WHAT IS NEEDED: Every line of the material below should be repeated exactly.

PROVIDED DATA:
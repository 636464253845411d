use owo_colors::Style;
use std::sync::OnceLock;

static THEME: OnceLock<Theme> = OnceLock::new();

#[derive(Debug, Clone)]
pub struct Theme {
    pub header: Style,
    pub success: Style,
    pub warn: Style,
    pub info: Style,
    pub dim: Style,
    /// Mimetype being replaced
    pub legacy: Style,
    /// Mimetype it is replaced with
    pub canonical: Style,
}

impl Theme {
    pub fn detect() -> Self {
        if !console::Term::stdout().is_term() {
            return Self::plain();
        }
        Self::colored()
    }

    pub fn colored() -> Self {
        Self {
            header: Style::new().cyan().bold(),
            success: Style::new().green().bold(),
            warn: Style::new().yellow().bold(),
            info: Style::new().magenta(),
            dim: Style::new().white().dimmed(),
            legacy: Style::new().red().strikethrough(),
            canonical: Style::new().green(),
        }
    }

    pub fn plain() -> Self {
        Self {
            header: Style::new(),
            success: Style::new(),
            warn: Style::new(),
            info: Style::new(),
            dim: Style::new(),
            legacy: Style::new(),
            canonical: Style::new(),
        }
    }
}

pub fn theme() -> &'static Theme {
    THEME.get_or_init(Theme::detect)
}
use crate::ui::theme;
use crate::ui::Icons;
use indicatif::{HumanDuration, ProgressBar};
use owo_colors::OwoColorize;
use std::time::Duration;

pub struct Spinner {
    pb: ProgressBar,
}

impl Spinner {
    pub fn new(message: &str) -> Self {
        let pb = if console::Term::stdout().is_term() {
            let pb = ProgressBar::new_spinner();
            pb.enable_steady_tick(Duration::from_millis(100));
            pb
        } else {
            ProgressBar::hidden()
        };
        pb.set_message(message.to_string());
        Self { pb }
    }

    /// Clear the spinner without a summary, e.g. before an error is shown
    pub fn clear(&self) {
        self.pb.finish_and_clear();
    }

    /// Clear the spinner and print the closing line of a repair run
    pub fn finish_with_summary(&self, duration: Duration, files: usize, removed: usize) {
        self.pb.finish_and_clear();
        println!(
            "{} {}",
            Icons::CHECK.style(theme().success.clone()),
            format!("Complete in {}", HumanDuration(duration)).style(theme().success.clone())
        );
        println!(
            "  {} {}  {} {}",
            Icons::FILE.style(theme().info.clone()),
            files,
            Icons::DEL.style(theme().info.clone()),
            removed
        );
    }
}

OUTPUT BELOW:
repository 636464253845411d
use owo_colors::Style;
use std::sync::OnceLock;

static THEME: OnceLock<Theme> = OnceLock::new();

#[derive(Debug, Clone)]
pub struct Theme {
    pub header: Style,
    pub success: Style,
    pub warn: Style,
    pub info: Style,
    pub dim: Style,
    /// Mimetype being replaced
    pub legacy: Style,
    /// Mimetype it is replaced with
    pub canonical: Style,
}

impl Theme {
    pub fn detect() -> Self {
        if !console::Term::stdout().is_term() {
            return Self::plain();
        }
        Self::colored()
    }

    pub fn colored() -> Self {
        Self {
            header: Style::new().cyan().bold(),
            success: Style::new().green().bold(),
            warn: Style::new().yellow().bold(),
            info: Style::new().magenta(),
            dim: Style::new().white().dimmed(),
            legacy: Style::new().red().strikethrough(),
            canonical: Style::new().green(),
        }
    }

    pub fn plain() -> Self {
        Self {
            header: Style::new(),
            success: Style::new(),
            warn: Style::new(),
            info: Style::new(),
            dim: Style::new(),
            legacy: Style::new(),
            canonical: Style::new(),
        }
    }
}

pub fn theme() -> &'static Theme {
    THEME.get_or_init(Theme::detect)
}
use crate::ui::theme;
use crate::ui::Icons;
use indicatif::{HumanDuration, ProgressBar};
use owo_colors::OwoColorize;
use std::time::Duration;

pub struct Spinner {
    pb: ProgressBar,
}

impl Spinner {
    pub fn new(message: &str) -> Self {
        let pb = if console::Term::stdout().is_term() {
            let pb = ProgressBar::new_spinner();
            pb.enable_steady_tick(Duration::from_millis(100));
            pb
        } else {
            ProgressBar::hidden()
        };
        pb.set_message(message.to_string());
        Self { pb }
    }

    /// Clear the spinner without a summary, e.g. before an error is shown
    pub fn clear(&self) {
        self.pb.finish_and_clear();
    }

    /// Clear the spinner and print the closing line of a repair run
    pub fn finish_with_summary(&self, duration: Duration, files: usize, removed: usize) {
        self.pb.finish_and_clear();
        println!(
            "{} {}",
            Icons::CHECK.style(theme().success.clone()),
            format!("Complete in {}", HumanDuration(duration)).style(theme().success.clone())
        );
        println!(
            "  {} {}  {} {}",
            Icons::FILE.style(theme().info.clone()),
            files,
            Icons::DEL.style(theme().info.clone()),
            removed
        );
    }
}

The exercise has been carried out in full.